Um som gordo com muito retorno
Um som gordo com muito retorno
“Vale, vale tudo/ Vale, vale tudo/vale o que vier/Vale o que quiser/ Só não vale/dançar homem com homem/Nem mulher com mulher/o resto vale”. Tim Maia era uma espécie de bufão hedonista que jamais fez nenhuma concessão aos seus desejos e crendices. Rei da alegria, da ironia e do despudor conseguiu como poucos artistas atingir todas as classes sociais sem ceder um milímetro nem do seu gênio “difícil”, nem de seu gordo talento musical.
Nasceu no Rio de Janeiro na Tijuca em 1942, e aos dezesseis anos seguiu numa caravana de padres num vôo rumo os Estados Unidos sonhando em se dar bem na terra do Tio Sam. Chegou a Nova York com apenas 12 dólares no bolso, sem falar uma palavra em inglês e sem saber sequer em que lugar poderia se hospedar.
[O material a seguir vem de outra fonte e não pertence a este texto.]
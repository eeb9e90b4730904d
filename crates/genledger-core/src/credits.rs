//! Credit transaction types for genledger.
//!
//! Every change to a user's balance appends one immutable transaction row.
//! The rows are never updated or deleted, so a user's history reconciles
//! against their current balance.

use chrono::{DateTime, Utc};
use serde::{Deserialize, Serialize};

use crate::error::CoreError;
use crate::{TransactionId, UserId};

/// A credit transaction representing a balance change.
#[derive(Debug, Clone, PartialEq, Serialize, Deserialize)]
pub struct CreditTransaction {
    /// Unique transaction ID (ULID for time-ordering).
    pub id: TransactionId,

    /// The user whose balance was affected.
    pub user_id: UserId,

    /// Signed amount. Positive = credit, Negative = debit.
    pub amount: i64,

    /// Type of transaction.
    pub transaction_type: TransactionType,

    /// Balance after this transaction. Filled in by the store when the
    /// change is applied.
    pub balance_after: i64,

    /// Human-readable description.
    pub description: String,

    /// Additional metadata (`job_id`, payment reference, ...).
    pub metadata: serde_json::Value,

    /// When the transaction was created.
    pub created_at: DateTime<Utc>,
}

impl CreditTransaction {
    /// Create a usage transaction (deduction). The amount is stored negative.
    #[must_use]
    pub fn usage(
        user_id: UserId,
        amount: i64,
        description: impl Into<String>,
        metadata: serde_json::Value,
    ) -> Self {
        Self::new(
            user_id,
            -amount.abs(),
            TransactionType::Usage,
            description.into(),
            metadata,
        )
    }

    /// Create a crediting transaction of the given type. The amount is stored positive.
    #[must_use]
    pub fn credit(
        user_id: UserId,
        amount: i64,
        transaction_type: TransactionType,
        description: impl Into<String>,
        metadata: serde_json::Value,
    ) -> Self {
        Self::new(
            user_id,
            amount.abs(),
            transaction_type,
            description.into(),
            metadata,
        )
    }

    /// Create a purchase transaction for a settled payment.
    #[must_use]
    pub fn purchase(user_id: UserId, amount: i64, reference: &str) -> Self {
        Self::credit(
            user_id,
            amount,
            TransactionType::Purchase,
            format!("Purchased {amount} credits (reference: {reference})"),
            serde_json::json!({ "reference": reference }),
        )
    }

    /// Create a refund transaction.
    #[must_use]
    pub fn refund(user_id: UserId, amount: i64, reason: impl Into<String>) -> Self {
        Self::credit(
            user_id,
            amount,
            TransactionType::Refund,
            reason,
            serde_json::Value::Null,
        )
    }

    fn new(
        user_id: UserId,
        amount: i64,
        transaction_type: TransactionType,
        description: String,
        metadata: serde_json::Value,
    ) -> Self {
        Self {
            id: TransactionId::generate(),
            user_id,
            amount,
            transaction_type,
            balance_after: 0,
            description,
            metadata,
            created_at: Utc::now(),
        }
    }

    /// Attach metadata.
    #[must_use]
    pub fn with_metadata(mut self, metadata: serde_json::Value) -> Self {
        self.metadata = metadata;
        self
    }

    /// Whether this transaction removes credits.
    #[must_use]
    pub const fn is_debit(&self) -> bool {
        self.amount < 0
    }
}

/// Type of credit transaction.
#[derive(Debug, Clone, Copy, PartialEq, Eq, Serialize, Deserialize)]
#[serde(rename_all = "SCREAMING_SNAKE_CASE")]
pub enum TransactionType {
    /// Credits deducted for a generation.
    Usage,

    /// User purchased credits.
    Purchase,

    /// Credits returned to the user.
    Refund,

    /// Promotional/bonus credits.
    Bonus,
}

impl TransactionType {
    /// Persisted string form.
    #[must_use]
    pub const fn as_str(self) -> &'static str {
        match self {
            Self::Usage => "USAGE",
            Self::Purchase => "PURCHASE",
            Self::Refund => "REFUND",
            Self::Bonus => "BONUS",
        }
    }

    /// Parse the persisted string form.
    ///
    /// # Errors
    ///
    /// Returns `CoreError::UnknownVariant` for anything else.
    pub fn parse(value: &str) -> Result<Self, CoreError> {
        match value {
            "USAGE" => Ok(Self::Usage),
            "PURCHASE" => Ok(Self::Purchase),
            "REFUND" => Ok(Self::Refund),
            "BONUS" => Ok(Self::Bonus),
            other => Err(CoreError::UnknownVariant {
                kind: "transaction type",
                value: other.to_string(),
            }),
        }
    }

    /// Check if this transaction type adds credits.
    #[must_use]
    pub const fn is_credit(self) -> bool {
        matches!(self, Self::Purchase | Self::Refund | Self::Bonus)
    }
}
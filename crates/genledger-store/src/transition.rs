//! Record mutations shared by every backend.
//!
//! Backends load the locked row, run one of these functions against it and
//! write the result back inside the same transaction.

use chrono::{DateTime, Utc};

use genledger_core::{CreditTransaction, Job, JobStatus, TransactionType, User};

use crate::error::{Result, StoreError};
use crate::JobProgress;

/// Apply a signed entry to `user`, returning the entry with `balance_after` set.
pub(crate) fn apply_entry(
    user: &mut User,
    transaction: &CreditTransaction,
    now: DateTime<Utc>,
) -> Result<CreditTransaction> {
    if transaction.is_debit() {
        let required = transaction.amount.saturating_neg();
        if !user.has_sufficient_credits(required) {
            return Err(StoreError::InsufficientCredits {
                available: user.credits,
                required,
            });
        }
    }

    user.credits = user
        .credits
        .checked_add(transaction.amount)
        .ok_or_else(|| StoreError::Database("credit balance overflow".into()))?;
    if transaction.transaction_type == TransactionType::Usage {
        user.total_credits_used = user
            .total_credits_used
            .saturating_add(transaction.amount.saturating_abs());
    }
    user.credits_updated_at = now;

    let mut applied = transaction.clone();
    applied.user_id = user.id;
    applied.balance_after = user.credits;
    Ok(applied)
}

/// Apply a progress report. Returns `false` when the job is terminal.
pub(crate) fn apply_progress(job: &mut Job, update: &JobProgress, now: DateTime<Utc>) -> bool {
    let Some(next) = job.status.advance(update.status) else {
        return false;
    };

    job.status = next;
    if let Some(progress) = update.progress {
        job.progress = progress.min(100);
    }
    if update.message.is_some() {
        job.message.clone_from(&update.message);
    }
    if next != JobStatus::Pending && job.started_at.is_none() {
        job.started_at = Some(now);
    }
    if next.is_terminal() {
        job.completed_at = Some(now);
    }
    if next == JobStatus::Completed {
        job.progress = 100;
    }
    true
}

/// Mark a job COMPLETED. Returns `false` when the job is terminal.
pub(crate) fn apply_completion(job: &mut Job, message: Option<&str>, now: DateTime<Utc>) -> bool {
    if job.is_terminal() {
        return false;
    }
    job.status = JobStatus::Completed;
    job.progress = 100;
    if let Some(message) = message {
        job.message = Some(message.to_string());
    }
    job.started_at.get_or_insert(now);
    job.completed_at = Some(now);
    true
}

/// Mark a job FAILED. Returns `false` when the job is terminal.
pub(crate) fn apply_failure(job: &mut Job, error: &str, now: DateTime<Utc>) -> bool {
    if job.is_terminal() {
        return false;
    }
    job.status = JobStatus::Failed;
    job.error = Some(error.to_string());
    job.completed_at = Some(now);
    true
}
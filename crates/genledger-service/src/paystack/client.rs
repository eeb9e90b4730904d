//! Paystack API client implementation.

use reqwest::Client;
use serde::de::DeserializeOwned;
use std::time::Duration;

use super::types::{
    DisableSubscription, InitializeTransaction, InitializedTransaction, PaystackResponse,
    VerifiedTransaction,
};
use crate::error::ApiError;

/// Timeout for every Paystack call.
const REQUEST_TIMEOUT: Duration = Duration::from_secs(30);

/// Error type for Paystack operations.
#[derive(Debug, thiserror::Error)]
pub enum PaystackError {
    /// HTTP request failed.
    #[error("HTTP error: {0}")]
    Http(#[from] reqwest::Error),

    /// Paystack returned an error.
    #[error("Paystack API error ({status}): {message}")]
    Api {
        /// HTTP status code.
        status: u16,
        /// Error message.
        message: String,
    },

    /// Serialization error.
    #[error("Serialization error: {0}")]
    Serialization(#[from] serde_json::Error),
}

impl From<PaystackError> for ApiError {
    fn from(err: PaystackError) -> Self {
        match err {
            PaystackError::Http(_) => Self::UpstreamUnavailable {
                message: err.to_string(),
                details: None,
            },
            PaystackError::Api { .. } | PaystackError::Serialization(_) => Self::UpstreamRejected {
                message: err.to_string(),
                details: None,
            },
        }
    }
}

/// Paystack API client.
#[derive(Debug, Clone)]
pub struct PaystackClient {
    client: Client,
    base_url: String,
    secret_key: String,
}

impl PaystackClient {
    /// Create a new Paystack client.
    ///
    /// # Panics
    ///
    /// Panics if the HTTP client cannot be built.
    pub fn new(base_url: impl Into<String>, secret_key: impl Into<String>) -> Self {
        let client = Client::builder()
            .timeout(REQUEST_TIMEOUT)
            .build()
            .expect("Failed to build HTTP client");

        Self {
            client,
            base_url: base_url.into().trim_end_matches('/').to_string(),
            secret_key: secret_key.into(),
        }
    }

    /// Start a hosted checkout.
    pub async fn initialize_transaction(
        &self,
        request: &InitializeTransaction<'_>,
    ) -> Result<InitializedTransaction, PaystackError> {
        let url = format!("{}/transaction/initialize", self.base_url);

        let response = self
            .client
            .post(&url)
            .bearer_auth(&self.secret_key)
            .json(request)
            .send()
            .await?;

        let data: InitializedTransaction = self.handle_response(response).await?;
        tracing::debug!(reference = %data.reference, "Paystack transaction initialized");
        Ok(data)
    }

    /// Verify a transaction.
    ///
    /// Returns the parsed fields together with the raw `data` object.
    pub async fn verify_transaction(
        &self,
        reference: &str,
    ) -> Result<(VerifiedTransaction, serde_json::Value), PaystackError> {
        let url = format!("{}/transaction/verify/{}", self.base_url, reference);

        let response = self
            .client
            .get(&url)
            .bearer_auth(&self.secret_key)
            .send()
            .await?;

        let raw: serde_json::Value = self.handle_response(response).await?;
        let parsed = serde_json::from_value(raw.clone())?;
        Ok((parsed, raw))
    }

    /// Disable a subscription.
    pub async fn disable_subscription(&self, code: &str, token: &str) -> Result<(), PaystackError> {
        let url = format!("{}/subscription/disable", self.base_url);

        let response = self
            .client
            .post(&url)
            .bearer_auth(&self.secret_key)
            .json(&DisableSubscription { code, token })
            .send()
            .await?;

        let status = response.status();
        let body: PaystackResponse<serde_json::Value> = response.json().await?;
        if !status.is_success() || !body.status {
            return Err(PaystackError::Api {
                status: status.as_u16(),
                message: body.message,
            });
        }
        Ok(())
    }

    /// Unwrap the `{status, message, data}` envelope.
    async fn handle_response<T: DeserializeOwned>(
        &self,
        response: reqwest::Response,
    ) -> Result<T, PaystackError> {
        let status = response.status();
        let body: Result<PaystackResponse<T>, _> = response.json().await;

        match body {
            Ok(PaystackResponse {
                status: true,
                data: Some(data),
                ..
            }) if status.is_success() => Ok(data),
            Ok(envelope) => Err(PaystackError::Api {
                status: status.as_u16(),
                message: envelope.message,
            }),
            Err(_) if !status.is_success() => Err(PaystackError::Api {
                status: status.as_u16(),
                message: format!("HTTP {status}"),
            }),
            Err(err) => Err(err.into()),
        }
    }
}

#[cfg(test)]
mod tests {
    use super::*;
    use wiremock::matchers::{header, method, path};
    use wiremock::{Mock, MockServer, ResponseTemplate};

    #[tokio::test]
    async fn verify_returns_parsed_and_raw_data() {
        let server = MockServer::start().await;
        Mock::given(method("GET"))
            .and(path("/transaction/verify/ref_1"))
            .and(header("authorization", "Bearer sk_test"))
            .respond_with(ResponseTemplate::new(200).set_body_json(serde_json::json!({
                "status": true,
                "message": "Verification successful",
                "data": {"status": "success", "reference": "ref_1", "amount": 1000, "gateway_response": "Approved"}
            })))
            .mount(&server)
            .await;

        let client = PaystackClient::new(server.uri(), "sk_test");
        let (parsed, raw) = client.verify_transaction("ref_1").await.unwrap();
        assert_eq!(parsed.status, "success");
        assert_eq!(raw["gateway_response"], "Approved");
    }

    #[tokio::test]
    async fn error_envelope_becomes_api_error() {
        let server = MockServer::start().await;
        Mock::given(method("POST"))
            .and(path("/subscription/disable"))
            .respond_with(ResponseTemplate::new(400).set_body_json(serde_json::json!({
                "status": false,
                "message": "Subscription with code not found"
            })))
            .mount(&server)
            .await;

        let client = PaystackClient::new(server.uri(), "sk_test");
        let err = client.disable_subscription("SUB_x", "tok").await.unwrap_err();
        assert!(matches!(err, PaystackError::Api { status: 400, .. }));
    }
}
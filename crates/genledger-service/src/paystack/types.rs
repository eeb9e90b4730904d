//! Paystack API types.

use serde::{Deserialize, Serialize};

/// Envelope every Paystack response is wrapped in.
#[derive(Debug, Clone, Deserialize)]
pub struct PaystackResponse<T> {
    /// Whether the call succeeded.
    pub status: bool,
    /// Human-readable message.
    #[serde(default)]
    pub message: String,
    /// Payload.
    pub data: Option<T>,
}

/// Request body for `POST /transaction/initialize`.
#[derive(Debug, Clone, Serialize)]
pub struct InitializeTransaction<'a> {
    /// Customer email.
    pub email: &'a str,
    /// Amount in minor units (kobo, pesewas, cents).
    pub amount: i64,
    /// ISO currency code.
    pub currency: &'a str,
    /// Arbitrary metadata echoed back on verify and webhooks.
    pub metadata: serde_json::Value,
    /// Where the customer returns after checkout.
    #[serde(skip_serializing_if = "Option::is_none")]
    pub callback_url: Option<&'a str>,
}

/// `data` of a successful initialize call.
#[derive(Debug, Clone, Deserialize)]
pub struct InitializedTransaction {
    /// Hosted checkout URL.
    pub authorization_url: String,
    /// Access code for inline checkout.
    #[serde(default)]
    pub access_code: Option<String>,
    /// Transaction reference.
    pub reference: String,
}

/// The fields of a verified transaction the service acts on.
///
/// The full `data` object is kept alongside as the provider snapshot.
#[derive(Debug, Clone, Deserialize)]
pub struct VerifiedTransaction {
    /// Provider status (`success`, `failed`, `abandoned`, ...).
    pub status: String,
    /// Transaction reference.
    pub reference: String,
    /// Amount actually charged, minor units.
    #[serde(default)]
    pub amount: Option<i64>,
}

/// Request body for `POST /subscription/disable`.
#[derive(Debug, Clone, Serialize)]
pub struct DisableSubscription<'a> {
    /// Subscription code.
    pub code: &'a str,
    /// Email token for the subscription.
    pub token: &'a str,
}

/// A webhook event.
#[derive(Debug, Clone, Deserialize)]
pub struct WebhookEvent {
    /// Event name, e.g. `charge.success`.
    pub event: String,
    /// Event payload.
    #[serde(default)]
    pub data: serde_json::Value,
}

/// Customer block embedded in charge and subscription events.
#[derive(Debug, Clone, Default, Deserialize)]
pub struct Customer {
    /// Customer email.
    #[serde(default)]
    pub email: Option<String>,
}

/// Plan block embedded in subscription events.
#[derive(Debug, Clone, Default, Deserialize)]
pub struct EventPlan {
    /// Plan code.
    #[serde(default)]
    pub plan_code: Option<String>,
}

/// `data` of a `subscription.*` event.
#[derive(Debug, Clone, Deserialize)]
pub struct SubscriptionEvent {
    /// Provider subscription code.
    pub subscription_code: String,
    /// Token needed to disable the subscription.
    #[serde(default)]
    pub email_token: Option<String>,
    /// Subscribed plan.
    #[serde(default)]
    pub plan: EventPlan,
    /// Subscriber.
    #[serde(default)]
    pub customer: Customer,
}

#[cfg(test)]
mod tests {
    use super::*;

    #[test]
    fn verify_response_parses() {
        let body = serde_json::json!({
            "status": true,
            "message": "Verification successful",
            "data": {"status": "success", "reference": "ref_1", "amount": 50000, "currency": "NGN"}
        });
        let response: PaystackResponse<VerifiedTransaction> = serde_json::from_value(body).unwrap();
        let data = response.data.unwrap();
        assert_eq!(data.status, "success");
        assert_eq!(data.amount, Some(50000));
    }

    #[test]
    fn subscription_event_parses() {
        let data = serde_json::json!({
            "subscription_code": "SUB_x",
            "email_token": "tok",
            "plan": {"plan_code": "PLN_pro", "name": "Pro"},
            "customer": {"email": "a@example.com"}
        });
        let event: SubscriptionEvent = serde_json::from_value(data).unwrap();
        assert_eq!(event.plan.plan_code.as_deref(), Some("PLN_pro"));
        assert_eq!(event.customer.email.as_deref(), Some("a@example.com"));
    }
}
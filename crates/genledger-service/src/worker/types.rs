//! Worker API types.

use serde::{Deserialize, Serialize};

use genledger_core::{JobId, JobKind, JobSpec, UserId};

/// Body of `POST {worker}/jobs`.
#[derive(Debug, Clone, Serialize)]
pub struct DispatchRequest<'a> {
    /// Correlation token echoed back in every callback.
    pub job_id: JobId,
    /// What to generate.
    pub kind: JobKind,
    /// The generation request.
    pub spec: &'a JobSpec,
    /// Requesting user.
    pub user_id: UserId,
    /// Where to send callbacks.
    pub callback_url: String,
}

/// A status report, from a callback body or a status poll.
///
/// Every field but `status` is optional; workers send what they have.
#[derive(Debug, Clone, Default, Deserialize)]
pub struct WorkerReport {
    /// Worker-vocabulary status string.
    #[serde(default)]
    pub status: String,
    /// Progress percentage; may be fractional or out of range.
    #[serde(default)]
    pub progress: Option<f64>,
    /// Human-readable message.
    #[serde(default)]
    pub message: Option<String>,
    /// Produced artifacts, on completion.
    #[serde(default)]
    pub result: Option<WorkerResult>,
    /// Failure reason.
    #[serde(default)]
    pub error: Option<String>,
}

impl WorkerReport {
    /// Progress clamped to 0-100.
    #[must_use]
    #[allow(clippy::cast_possible_truncation, clippy::cast_sign_loss)]
    pub fn clamped_progress(&self) -> Option<u8> {
        self.progress
            .filter(|p| p.is_finite())
            .map(|p| p.clamp(0.0, 100.0).round() as u8)
    }
}

/// A signed callback from the worker.
#[derive(Debug, Clone, Deserialize)]
pub struct WorkerCallback {
    /// The job this callback is about.
    pub job_id: JobId,
    /// The report itself.
    #[serde(flatten)]
    pub report: WorkerReport,
}

/// Completion payload.
#[derive(Debug, Clone, Default, Deserialize)]
pub struct WorkerResult {
    /// Produced files.
    #[serde(default)]
    pub files: Vec<Artifact>,
}

/// One produced file.
///
/// Either `storage_key` names an object the worker already uploaded under
/// the author's prefix, or `url` points at a file the service downloads.
#[derive(Debug, Clone, Default, Deserialize)]
pub struct Artifact {
    /// Object key in the shared store.
    #[serde(default)]
    pub storage_key: Option<String>,
    /// Download URL.
    #[serde(default)]
    pub url: Option<String>,
    /// MIME type.
    #[serde(default)]
    pub content_type: Option<String>,
    /// Format / extension.
    #[serde(default)]
    pub format: Option<String>,
    /// Pixel width.
    #[serde(default)]
    pub width: Option<u32>,
    /// Pixel height.
    #[serde(default)]
    pub height: Option<u32>,
    /// Size in bytes.
    #[serde(default)]
    pub size_bytes: Option<u64>,
}
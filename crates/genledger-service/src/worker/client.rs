//! Generation worker HTTP client.

use reqwest::Client;
use std::time::Duration;

use genledger_core::JobId;

use super::types::{DispatchRequest, WorkerReport};
use crate::error::ApiError;

/// Timeout for `POST /jobs`.
pub const DISPATCH_TIMEOUT: Duration = Duration::from_secs(30);

/// Timeout for `GET /jobs/{id}` status polls.
pub const STATUS_TIMEOUT: Duration = Duration::from_secs(5);

/// Error type for worker operations.
#[derive(Debug, thiserror::Error)]
pub enum WorkerError {
    /// The worker could not be reached or timed out.
    #[error("worker unreachable: {0}")]
    Http(#[from] reqwest::Error),

    /// The worker answered with a non-success status.
    #[error("worker returned HTTP {status}: {body}")]
    Api {
        /// HTTP status code.
        status: u16,
        /// Response body, truncated.
        body: String,
    },
}

impl From<WorkerError> for ApiError {
    fn from(err: WorkerError) -> Self {
        match err {
            WorkerError::Http(_) => Self::UpstreamUnavailable {
                message: err.to_string(),
                details: None,
            },
            WorkerError::Api { .. } => Self::UpstreamRejected {
                message: err.to_string(),
                details: None,
            },
        }
    }
}

/// Generation worker client.
#[derive(Debug, Clone)]
pub struct WorkerClient {
    client: Client,
    base_url: String,
    api_key: Option<String>,
}

impl WorkerClient {
    /// Create a new worker client.
    ///
    /// # Panics
    ///
    /// Panics if the HTTP client cannot be built.
    pub fn new(base_url: impl Into<String>, api_key: Option<String>) -> Self {
        let client = Client::builder()
            .timeout(DISPATCH_TIMEOUT)
            .build()
            .expect("Failed to build HTTP client");

        Self {
            client,
            base_url: base_url.into().trim_end_matches('/').to_string(),
            api_key,
        }
    }

    /// Hand a job to the worker.
    pub async fn dispatch(&self, request: &DispatchRequest<'_>) -> Result<(), WorkerError> {
        let url = format!("{}/jobs", self.base_url);

        tracing::debug!(job_id = %request.job_id, kind = request.kind.as_str(), "Dispatching job to worker");

        let response = self
            .authorized(self.client.post(&url))
            .json(request)
            .send()
            .await?;

        Self::check_status(response).await?;
        Ok(())
    }

    /// Poll the worker for a job's current state.
    pub async fn job_status(&self, job_id: &JobId) -> Result<WorkerReport, WorkerError> {
        let url = format!("{}/jobs/{}", self.base_url, job_id);

        let response = self
            .authorized(self.client.get(&url))
            .timeout(STATUS_TIMEOUT)
            .send()
            .await?;

        let response = Self::check_status(response).await?;
        Ok(response.json().await?)
    }

    fn authorized(&self, request: reqwest::RequestBuilder) -> reqwest::RequestBuilder {
        match &self.api_key {
            Some(key) => request.header("x-api-key", key),
            None => request,
        }
    }

    async fn check_status(response: reqwest::Response) -> Result<reqwest::Response, WorkerError> {
        let status = response.status();
        if status.is_success() {
            return Ok(response);
        }

        let body: String = response
            .text()
            .await
            .unwrap_or_default()
            .chars()
            .take(512)
            .collect();
        Err(WorkerError::Api {
            status: status.as_u16(),
            body,
        })
    }
}

#[cfg(test)]
mod tests {
    use super::*;

    #[test]
    fn trailing_slash_is_trimmed() {
        let client = WorkerClient::new("http://worker:9000/", None);
        assert_eq!(client.base_url, "http://worker:9000");
    }

    #[test]
    fn api_error_maps_to_bad_gateway() {
        let err: ApiError = WorkerError::Api {
            status: 500,
            body: "boom".into(),
        }
        .into();
        assert_eq!(err.status(), axum::http::StatusCode::BAD_GATEWAY);
    }
}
Tim tornou-se a princípio uma espécie de Iracema na America, conforme descreve belamente Chico Buarque na canção que alegoriza o drama de inúmeros imigrantes “Iracema voou/ Para a América/Leva roupa de lã/E anda lépida/Vê um filme de quando em vez/Não domina o idioma inglês/Lava chão numa casa de chá....”
Nos Estados Unidos aprimorou seu potencial rítmico e assimilou com facilidade gírias e comportamentos da camada periférica composta em sua maior parte por negros moradores do Harlem. A influência do swing norte americano se faz bastante evidente a meu ver em “Tim Maia racional”, um de seus melhores trabalhos. Lançado em 1975, este disco ficou marcado pela devoção do artista à cultura racional, uma seita filosófico-religiosa que consistia na redenção por meio do equilíbrio com as origens extraterrenas. A conversão a seita implicou uma mudança significativa na vida conturbada de Tim Maia, que por um período largou as drogas, bebidas e comidas gordurosas em prol da salvação pessoal. É notável neste álbum a qualidade vocal do cantor, um canto límpido que permite destacar a beleza e singularidade de seu timbre, que transita com total desenvoltura entre arranjos repletos de ondulações rítmicas. Esses arranjos soam até hoje atuais e inventivos, embora as letras meio ingênuas sirvam quase que exclusivamente como alicerce das músicas, sem adquirirem nenhuma contundência temática de cunho social ou lírico.